I love the phrase "genes load the gun, environment pulls the trigger." Walking is my favourite form of exercise and I usually live in very urban, easily walkable areas. I have also never been overweight (even though I ate a lot of crap in high school and the first part of college). Whatever genetic hand you've been dealt, environment has a huge amount to do with how your genetic code is expressed.

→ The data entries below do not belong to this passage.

#![doc = include_str!("../README.md")]
//!
//! ## Technical Overview
//!
//! Parser and decoder for AC-3 syncframes with `bsid` up to 8.
//!
//! ### Bitstream Organization
//!
//! **Syncframe**: sync word, CRC and rate codes, then the bit stream
//! information (BSI), six audio blocks and a trailing CRC.
//! **Audio block**: side information (strategies, exponents, allocation
//! parameters) followed by the packed mantissas. Side information may be
//! reused from the previous block.
//!
//! ### Channel Modes
//!
//! - 1+1 dual mono, 1/0 and 2/0
//! - 3/0, 2/1, 3/1, 2/2 and 3/2
//! - optional LFE channel
//!
//! ### Decoding Pipeline
//!
//! Exponents are differentially decoded, a psychoacoustic model derives the
//! number of bits of every mantissa from them, and the dequantized
//! mantissas are scaled by their exponents. Channels sharing a coupling
//! channel have their high frequencies rebuilt from it.
//!
//! ## Quick Start
//!
//! 1. Split a bitstream into frames using [`process::extract::Extractor`]
//! 2. Decode frames to coefficients using [`process::decode::Decoder`]
//!
//! ```rust,no_run
//! use ac3::process::{decode::Decoder, extract::Extractor};
//!
//! let mut extractor = Extractor::default();
//! let mut decoder = Decoder::default();
//!
//! extractor.push_bytes(&std::fs::read("stream.ac3")?);
//!
//! for frame_result in extractor {
//!     match frame_result {
//!         Ok(frame) => {
//!             let coefficients = decoder.decode(frame.as_ref())?;
//!             let first_block = &coefficients.blocks[0];
//!             println!("{} channels", first_block.channels.len());
//!         }
//!         Err(extract_error) => {
//!             eprintln!("Frame extraction error: {}", extract_error);
//!         }
//!     }
//! }
//! # Ok::<(), Box<dyn std::error::Error>>(())
//! ```

/// Processing functionality for AC-3 bitstreams.
///
/// 1. **Frame Extraction** ([`process::extract`]): Splits bitstream data into
///    syncframes using sync word detection.
///
/// 2. **Decoding** ([`process::decode`]): Frame decoding to transform
///    coefficients.
pub mod process;

/// Data structures representing AC-3 syntax elements.
///
/// - **Sync Information** ([`structs::sync`]): Frame header
/// - **Bitstream Information** ([`structs::bsi`]): Stream configuration
/// - **Channels** ([`structs::channel`]): Channel modes and per-channel state
/// - **Audio Blocks** ([`structs::audio_block`]): Block side information
/// - **Exponents** ([`structs::exponent`]): Spectral envelope
/// - **Bit Allocation** ([`structs::bit_allocation`]): Psychoacoustic model
/// - **Mantissas** ([`structs::mantissa`]): Dequantization
/// - **Coupling** ([`structs::coupling`]): Shared high-frequency channel
pub mod structs;

/// Utility functions and supporting infrastructure.
///
/// - **Bitstream I/O** ([`utils::bitstream_io`]): Bit-level reading
/// - **CRC Validation** ([`utils::crc`]): Error detection
/// - **Error Handling** ([`utils::errors`]): Error types
/// - **Dithering** ([`utils::dither`]): Zero-allocation noise
/// - **Tables** ([`utils::tables`]): Constant lookup tables
pub mod utils;

#[cfg(test)]
pub(crate) mod test_utils;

I still believe what and how much you eat is by far the biggest factor. But the difference between having to walk a mile to and from the grocery store every day and having to drive because there are no sidewalks where you live can make a big difference. My running joke is that I am in good shape now because I live on a hill and I have to go down and up it no matter what if I want food. Obviously, I could get take out every night (back to the what and how much part) or have my groceries delivered. No matter what, today one needs to make a conscious effort to get exercise. But certain environments absolutely make it easier. As does the fact that I am usually too cheap to use Peapod or get crappy takeout ;)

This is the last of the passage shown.